I know what you’re thinking. It’s a Friday night. I’m sitting home alone in yoga pants, eating sushi and watching Dateline again. All I’m missing is that perfect wrongly convicted felon to write…but how do I pick the right one?
From my limited knowledge on this subject, all I can say is…they pick you.
I’m not sure how many times I had seen updates on the Ryan Ferguson case on Dateline or 48 Hours, but I do remember the last time that I saw an episode on his case. I was nearing the end of a 3-person pub crawl near my place. It was a Saturday night, and the bar was about to close. We were at an Irish pub, so I’m not sure why 48 Hours was on instead of some sort of sports game, but I watched the Ryan Ferguson story again. This time almost through new eyes, as I was about eight chardonnays in. I don’t know why this time the case spoke to me, but it did. Maybe because he was hot. Probably because he was hot. I remember empathizing that he had to spend his 21st birthday in jail. And I wondered if the other inmates gave him a hard time because he was so pretty with those Ryan Seacrest frosted tips.
Either way, I decided the next day to write him a letter. I wasn’t sure what to say to him, but it wasn’t like he was going anywhere any time soon so I decided that he would love to get a letter from me, a girl ten years his senior yet with no cats or children to worry about in the event that he read my letter and would one day get exonerated and he fell hopelessly in love with me via the written word.
But what do I write? My letter ended up playing out like a 4th grade pen pal letter.
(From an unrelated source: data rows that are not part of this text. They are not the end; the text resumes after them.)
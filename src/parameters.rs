use std::ops::Range;

use log::trace;

use crate::{NnErr, Result};

/// A handle to a contiguous range of scalars registered in a `Parameters` buffer.
#[derive(Debug, Clone, PartialEq, Eq)]
pub struct ParamHandle {
    range: Range<usize>,
}

impl ParamHandle {
    /// Returns the range this handle covers in the flat buffers.
    pub fn range(&self) -> Range<usize> {
        self.range.clone()
    }

    /// Returns the amount of scalars behind this handle.
    pub fn len(&self) -> usize {
        self.range.len()
    }

    pub fn is_empty(&self) -> bool {
        self.range.is_empty()
    }
}

/// The flat parameter and gradient buffers of every layer.
///
/// Layers do not own their trainable scalars: they register how many they need and keep the
/// returned `ParamHandle`. The owner of this struct exposes both buffers as single flat slices
/// so an optimizer can update every parameter at once, the gradient at `i` always belongs to
/// the parameter at `i`.
#[derive(Debug, Clone, Default)]
pub struct Parameters {
    params: Vec<f64>,
    grad: Vec<f64>,
}

impl Parameters {
    /// Creates an empty `Parameters`.
    pub fn new() -> Self {
        Self::default()
    }

    /// Reserves `n` zeroed parameters and their gradients.
    ///
    /// # Returns
    /// The handle to the reserved range.
    pub fn register(&mut self, n: usize) -> ParamHandle {
        let start = self.params.len();
        let end = start + n;

        self.params.resize(end, 0.0);
        self.grad.resize(end, 0.0);

        trace!(start = start, end = end; "registered parameters");
        ParamHandle { range: start..end }
    }

    /// Returns the total amount of registered parameters.
    pub fn len(&self) -> usize {
        self.params.len()
    }

    pub fn is_empty(&self) -> bool {
        self.params.is_empty()
    }

    pub fn params(&self) -> &[f64] {
        &self.params
    }

    pub fn params_mut(&mut self) -> &mut [f64] {
        &mut self.params
    }

    pub fn grad(&self) -> &[f64] {
        &self.grad
    }

    pub fn grad_mut(&mut self) -> &mut [f64] {
        &mut self.grad
    }

    /// Returns the parameters behind `handle`.
    ///
    /// # Returns
    /// The slice or `NnErr::DimensionMismatch` if `handle` was registered in a different,
    /// larger `Parameters`.
    pub fn slice(&self, handle: &ParamHandle) -> Result<&[f64]> {
        let len = self.len();
        self.params
            .get(handle.range())
            .ok_or_else(|| Self::foreign(handle, len))
    }

    /// Returns the parameters behind `handle`, mutably.
    pub fn slice_mut(&mut self, handle: &ParamHandle) -> Result<&mut [f64]> {
        let len = self.len();
        self.params
            .get_mut(handle.range())
            .ok_or_else(|| Self::foreign(handle, len))
    }

    /// Returns the gradient behind `handle`.
    pub fn grad_slice(&self, handle: &ParamHandle) -> Result<&[f64]> {
        let len = self.len();
        self.grad
            .get(handle.range())
            .ok_or_else(|| Self::foreign(handle, len))
    }

    /// Returns the parameters and the gradient behind `handle` at the same time.
    pub fn split_mut(&mut self, handle: &ParamHandle) -> Result<(&[f64], &mut [f64])> {
        let len = self.len();
        let range = handle.range();

        match (self.params.get(range.clone()), self.grad.get_mut(range)) {
            (Some(params), Some(grad)) => Ok((params, grad)),
            _ => Err(Self::foreign(handle, len)),
        }
    }

    fn foreign(handle: &ParamHandle, len: usize) -> NnErr {
        NnErr::DimensionMismatch {
            what: "parameters",
            got: len,
            expected: handle.range.end,
        }
    }

    /// Zeros out every gradient. Layers only ever accumulate into the gradient buffer, so the
    /// owner must call this between optimization steps.
    pub fn zero_grad(&mut self) {
        self.grad.fill(0.0);
    }
}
How are you? I’ve been watching your case on Dateline and 48 Hours, and I felt compelled to write you. My name is Kari, and I live in Long Beach CA. I moved here when I was 21 to go to college at Cal State Long Beach. I was a Creative Writing major, and I joined a sorority. I still live in Long Beach, in a beachy suburb right on the water called Naples Island. If you ever get out, you should definitely come visit. In the mean time, I would love to hear back from you.
I remember shaking as I wrote his cell block number on the envelope, and dropped it into the outgoing mailbox.
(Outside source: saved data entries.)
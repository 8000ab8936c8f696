use log::debug;
use ndarray::{Array1, ArrayView1, ArrayView2, ArrayViewMut2, Zip, linalg, s};
use rand::RngCore;
use rand_distr::{Distribution, Normal};

use super::{Layer, OutputInfo};
use crate::{ActFn, NnErr, ParamHandle, Parameters, Result};

#[derive(Debug, Clone, Copy, PartialEq, Eq)]
enum State {
    Uninitialized,
    Initialized,
    Forwarded,
}

/// A fully connected layer: `y = f(W·x + b)`.
///
/// The weights live in a `Parameters` buffer as a row-major `outputs x (inputs + bias)`
/// matrix, the last column holds the bias when it is enabled.
#[derive(Debug, Clone)]
pub struct FullyConnected {
    inputs: usize,
    outputs: usize,
    bias: bool,
    act_fn: ActFn,
    std_dev: f64,
    handle: Option<ParamHandle>,
    state: State,

    // Forward metadata
    x: Array1<f64>,
    a: Array1<f64>,
    y: Array1<f64>,
    yd: Array1<f64>,

    // Backward metadata
    deltas: Array1<f64>,
    e: Array1<f64>,
}

impl FullyConnected {
    /// Creates a new `FullyConnected`, its buffers are allocated on `initialize`.
    ///
    /// # Arguments
    /// * `info` - The output shape of the previous layer, flattened into this layer's inputs.
    /// * `outputs` - The amount of neurons.
    /// * `bias` - Whether to add a trainable bias to every neuron.
    /// * `act_fn` - The activation function.
    /// * `std_dev` - The standard deviation of the normal distribution the weights are drawn
    ///   from.
    ///
    /// # Returns
    /// The new layer or `NnErr::InvalidStdDev` if `std_dev` is negative or not finite.
    pub fn new(
        info: &OutputInfo,
        outputs: usize,
        bias: bool,
        act_fn: ActFn,
        std_dev: f64,
    ) -> Result<Self> {
        if !(std_dev.is_finite() && std_dev >= 0.0) {
            return Err(NnErr::InvalidStdDev(std_dev));
        }

        let empty = Array1::zeros(0);

        Ok(Self {
            inputs: info.outputs(),
            outputs,
            bias,
            act_fn,
            std_dev,
            handle: None,
            state: State::Uninitialized,
            x: empty.clone(),
            a: empty.clone(),
            y: empty.clone(),
            yd: empty.clone(),
            deltas: empty.clone(),
            e: empty,
        })
    }

    pub fn inputs(&self) -> usize {
        self.inputs
    }

    pub fn outputs(&self) -> usize {
        self.outputs
    }

    pub fn has_bias(&self) -> bool {
        self.bias
    }

    pub fn act_fn(&self) -> ActFn {
        self.act_fn
    }

    /// Returns the amount of parameters this layer registers.
    pub fn param_count(&self) -> usize {
        self.outputs * self.cols()
    }

    /// Returns the handle to this layer's parameters, if it is initialized.
    pub fn handle(&self) -> Option<&ParamHandle> {
        self.handle.as_ref()
    }

    /// Gives a view of this layer's weights, bias column included.
    pub fn weights<'p>(&self, params: &'p Parameters) -> Result<ArrayView2<'p, f64>> {
        let handle = self.require_handle()?;
        self.view(params.slice(handle)?)
    }

    /// Gives a view of this layer's accumulated gradient, same shape as `weights`.
    pub fn gradient<'p>(&self, params: &'p Parameters) -> Result<ArrayView2<'p, f64>> {
        let handle = self.require_handle()?;
        self.view(params.grad_slice(handle)?)
    }

    fn cols(&self) -> usize {
        self.inputs + usize::from(self.bias)
    }

    fn require_handle(&self) -> Result<&ParamHandle> {
        self.handle.as_ref().ok_or(NnErr::UninitializedLayer)
    }

    fn view<'p>(&self, raw: &'p [f64]) -> Result<ArrayView2<'p, f64>> {
        Ok(ArrayView2::from_shape((self.outputs, self.cols()), raw)?)
    }

    fn view_mut<'p>(&self, raw: &'p mut [f64]) -> Result<ArrayViewMut2<'p, f64>> {
        Ok(ArrayViewMut2::from_shape((self.outputs, self.cols()), raw)?)
    }

    fn check_len(what: &'static str, got: usize, expected: usize) -> Result<()> {
        if got != expected {
            return Err(NnErr::DimensionMismatch {
                what,
                got,
                expected,
            });
        }

        Ok(())
    }
}

impl Layer for FullyConnected {
    fn initialize(
        &mut self,
        params: &mut Parameters,
        rng: &mut dyn RngCore,
    ) -> Result<OutputInfo> {
        if self.handle.is_some() {
            return Err(NnErr::AlreadyInitialized);
        }

        let normal =
            Normal::new(0.0, self.std_dev).map_err(|_| NnErr::InvalidStdDev(self.std_dev))?;

        let handle = params.register(self.param_count());
        for w in params.slice_mut(&handle)? {
            *w = normal.sample(&mut *rng);
        }

        debug!(
            inputs = self.inputs,
            outputs = self.outputs,
            bias = self.bias,
            params = handle.len();
            "initialized fully connected layer"
        );

        self.x = Array1::zeros(self.inputs);
        self.a = Array1::zeros(self.outputs);
        self.y = Array1::zeros(self.outputs);
        self.yd = Array1::zeros(self.outputs);
        self.deltas = Array1::zeros(self.outputs);
        self.e = Array1::zeros(self.inputs);
        self.handle = Some(handle);
        self.state = State::Initialized;

        Ok(OutputInfo::flat(self.outputs))
    }

    fn forward_propagate(
        &mut self,
        params: &Parameters,
        x: ArrayView1<f64>,
    ) -> Result<ArrayView1<'_, f64>> {
        let handle = self.require_handle()?;
        Self::check_len("input", x.len(), self.inputs)?;

        let w = self.view(params.slice(handle)?)?;
        let inputs = self.inputs;

        linalg::general_mat_vec_mul(1.0, &w.slice(s![.., ..inputs]), &x, 0.0, &mut self.a);
        if self.bias {
            self.a += &w.column(inputs);
        }

        self.act_fn.apply(self.a.view(), self.y.view_mut());
        self.act_fn.apply_derivative(self.a.view(), self.yd.view_mut());

        self.x.assign(&x);
        self.state = State::Forwarded;

        Ok(self.y.view())
    }

    fn backpropagate(
        &mut self,
        params: &mut Parameters,
        ein: ArrayView1<f64>,
    ) -> Result<ArrayView1<'_, f64>> {
        let handle = self.require_handle()?.clone();
        if self.state != State::Forwarded {
            return Err(NnErr::MissingForwardPass);
        }
        Self::check_len("output gradient", ein.len(), self.outputs)?;

        let (raw_w, raw_wd) = params.split_mut(&handle)?;
        let w = self.view(raw_w)?;
        let mut wd = self.view_mut(raw_wd)?;
        let inputs = self.inputs;

        Zip::from(&mut self.deltas)
            .and(&ein)
            .and(&self.yd)
            .for_each(|d, &e, &yd| *d = e * yd);

        // Wd += deltas ⊗ [x, 1]
        for (mut row, &d) in wd.rows_mut().into_iter().zip(&self.deltas) {
            row.slice_mut(s![..inputs]).scaled_add(d, &self.x);
            if self.bias {
                row[inputs] += d;
            }
        }

        let w_t = w.slice_move(s![.., ..inputs]).reversed_axes();
        linalg::general_mat_vec_mul(1.0, &w_t, &self.deltas, 0.0, &mut self.e);

        Ok(self.e.view())
    }
}

#[cfg(test)]
mod tests {
    use ndarray::{Array2, array};
    use rand::{SeedableRng, rngs::StdRng};

    use super::*;

    fn layer(inputs: usize, outputs: usize, bias: bool, act_fn: ActFn) -> FullyConnected {
        FullyConnected::new(&OutputInfo::flat(inputs), outputs, bias, act_fn, 0.5).unwrap()
    }

    fn initialized(
        inputs: usize,
        outputs: usize,
        bias: bool,
        act_fn: ActFn,
    ) -> (FullyConnected, Parameters) {
        let mut params = Parameters::new();
        let mut rng = StdRng::seed_from_u64(42);
        let mut fc = layer(inputs, outputs, bias, act_fn);
        fc.initialize(&mut params, &mut rng).unwrap();
        (fc, params)
    }

    fn set_weights(fc: &FullyConnected, params: &mut Parameters, w: Array2<f64>) {
        let handle = fc.handle().unwrap();
        params
            .slice_mut(handle)
            .unwrap()
            .copy_from_slice(w.as_slice().unwrap());
    }

    #[test]
    fn initialize_registers_parameters() {
        let mut params = Parameters::new();
        let _ = params.register(4);
        let mut rng = StdRng::seed_from_u64(42);

        let mut fc = layer(3, 2, true, ActFn::Tanh);
        let info = fc.initialize(&mut params, &mut rng).unwrap();

        assert_eq!(info, OutputInfo::flat(2));
        assert_eq!(fc.param_count(), 8);
        assert_eq!(fc.handle().unwrap().range(), 4..12);
        assert_eq!(params.len(), 12);
        assert!(params.params()[4..].iter().any(|&w| w != 0.0));
        assert!(params.grad().iter().all(|&g| g == 0.0));
        assert_eq!(fc.weights(&params).unwrap().dim(), (2, 4));
    }

    #[test]
    fn unregistered_parameters_are_rejected() {
        let mut params = Parameters::new();
        let _ = params.register(10);
        let mut rng = StdRng::seed_from_u64(42);
        let mut fc = layer(2, 2, true, ActFn::Linear);
        fc.initialize(&mut params, &mut rng).unwrap();

        let mut empty = Parameters::new();
        assert!(matches!(
            fc.forward_propagate(&empty, array![1.0, 2.0].view()),
            Err(NnErr::DimensionMismatch {
                what: "parameters",
                got: 0,
                expected: 16,
            })
        ));
        assert!(fc.weights(&empty).is_err());
        assert!(fc.gradient(&empty).is_err());

        fc.forward_propagate(&params, array![1.0, 2.0].view()).unwrap();
        assert!(fc.backpropagate(&mut empty, array![1.0, 1.0].view()).is_err());
        assert!(params.grad().iter().all(|&g| g == 0.0));
    }

    #[test]
    fn initialize_twice_fails() {
        let (mut fc, mut params) = initialized(2, 2, false, ActFn::Linear);
        let mut rng = StdRng::seed_from_u64(0);

        assert!(matches!(
            fc.initialize(&mut params, &mut rng),
            Err(NnErr::AlreadyInitialized)
        ));
    }

    #[test]
    fn zero_std_dev_gives_zero_weights() {
        let mut params = Parameters::new();
        let mut rng = StdRng::seed_from_u64(42);
        let mut fc =
            FullyConnected::new(&OutputInfo::flat(3), 3, true, ActFn::Linear, 0.0).unwrap();
        fc.initialize(&mut params, &mut rng).unwrap();

        assert!(params.params().iter().all(|&w| w == 0.0));
    }

    #[test]
    fn rejects_invalid_std_dev() {
        for std_dev in [-1.0, f64::NAN, f64::INFINITY] {
            let res = FullyConnected::new(&OutputInfo::flat(2), 1, false, ActFn::Linear, std_dev);
            assert!(matches!(res, Err(NnErr::InvalidStdDev(_))));
        }
    }

    #[test]
    fn flattens_multidimensional_inputs() {
        let fc = layer(0, 4, false, ActFn::Linear);
        assert_eq!(fc.inputs(), 0);

        let fc = FullyConnected::new(&OutputInfo::new(vec![2, 3]), 4, false, ActFn::Linear, 1.0)
            .unwrap();
        assert_eq!(fc.inputs(), 6);
    }

    #[test]
    fn forward_selects_weight_column() {
        let (mut fc, params) = initialized(3, 2, false, ActFn::Linear);
        let x = array![1.0, 0.0, 0.0];

        let y = fc.forward_propagate(&params, x.view()).unwrap().to_owned();
        let w = fc.weights(&params).unwrap();

        assert_eq!(y, w.column(0));
    }

    #[test]
    fn forward_adds_bias_and_activation() {
        let (mut fc, mut params) = initialized(2, 2, true, ActFn::Rectifier);
        set_weights(
            &fc,
            &mut params,
            array![[1.0, 2.0, 0.5], [-1.0, -1.0, 0.25]],
        );

        let y = fc
            .forward_propagate(&params, array![1.0, 1.0].view())
            .unwrap();

        assert_eq!(y, array![3.5, 0.0]);
    }

    #[test]
    fn backpropagate_computes_gradients() {
        let (mut fc, mut params) = initialized(2, 2, true, ActFn::Linear);
        set_weights(&fc, &mut params, array![[1.0, 2.0, 0.0], [3.0, 4.0, 0.0]]);

        fc.forward_propagate(&params, array![1.0, -1.0].view())
            .unwrap();
        let e = fc
            .backpropagate(&mut params, array![1.0, 0.5].view())
            .unwrap()
            .to_owned();

        // e = W^T · deltas
        assert_eq!(e, array![2.5, 4.0]);
        assert_eq!(
            fc.gradient(&params).unwrap(),
            array![[1.0, -1.0, 1.0], [0.5, -0.5, 0.5]]
        );
    }

    #[test]
    fn gradients_accumulate() {
        let (mut fc, mut params) = initialized(3, 2, true, ActFn::Tanh);
        let x1 = array![0.3, -0.2, 0.9];
        let x2 = array![-1.0, 0.4, 0.1];
        let ein1 = array![1.0, -2.0];
        let ein2 = array![0.5, 0.25];

        let mut single = |x: &Array1<f64>, ein: &Array1<f64>| {
            params.zero_grad();
            fc.forward_propagate(&params, x.view()).unwrap();
            fc.backpropagate(&mut params, ein.view()).unwrap();
            fc.gradient(&params).unwrap().to_owned()
        };
        let g1 = single(&x1, &ein1);
        let g2 = single(&x2, &ein2);

        params.zero_grad();
        for (x, ein) in [(&x1, &ein1), (&x2, &ein2)] {
            fc.forward_propagate(&params, x.view()).unwrap();
            fc.backpropagate(&mut params, ein.view()).unwrap();
        }

        let both = fc.gradient(&params).unwrap();
        let diff = (&both - &(g1 + g2)).mapv(f64::abs);
        assert!(diff.iter().all(|&d| d < 1e-12));
    }

    #[test]
    fn out_of_order_calls_fail() {
        let mut params = Parameters::new();
        let mut fc = layer(2, 1, false, ActFn::Linear);

        assert!(matches!(
            fc.forward_propagate(&params, array![1.0, 2.0].view()),
            Err(NnErr::UninitializedLayer)
        ));
        assert!(matches!(
            fc.backpropagate(&mut params, array![1.0].view()),
            Err(NnErr::UninitializedLayer)
        ));

        let mut rng = StdRng::seed_from_u64(42);
        fc.initialize(&mut params, &mut rng).unwrap();

        assert!(matches!(
            fc.backpropagate(&mut params, array![1.0].view()),
            Err(NnErr::MissingForwardPass)
        ));
    }

    #[test]
    fn dimension_mismatch() {
        let (mut fc, mut params) = initialized(3, 2, true, ActFn::Logistic);

        assert!(matches!(
            fc.forward_propagate(&params, array![1.0, 2.0].view()),
            Err(NnErr::DimensionMismatch {
                got: 2,
                expected: 3,
                ..
            })
        ));

        fc.forward_propagate(&params, array![1.0, 2.0, 3.0].view())
            .unwrap();
        assert!(matches!(
            fc.backpropagate(&mut params, array![1.0, 2.0, 3.0].view()),
            Err(NnErr::DimensionMismatch {
                got: 3,
                expected: 2,
                ..
            })
        ));
    }
}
He never wrote back. I would like to think that it was him, but it was probably me. How ridiculous was that letter? Even for a man sentenced to life in prison in the Midwest, that letter was the worst.
He did eventually end up getting exonerated. And met a girlfriend while in jail. I mean, she’s admittedly beautiful. However, what a stab in the heart that he picked a girlfriend…out of someone who wrote to him in jail. And I love that his family was trying to “search for the crazy in her.” I have plenty of crazy to go around.
I guess the moral of the story is, if you’re writing to someone in prison, make sure that you ask more open-ended questions about them, and send them cards instead of letters.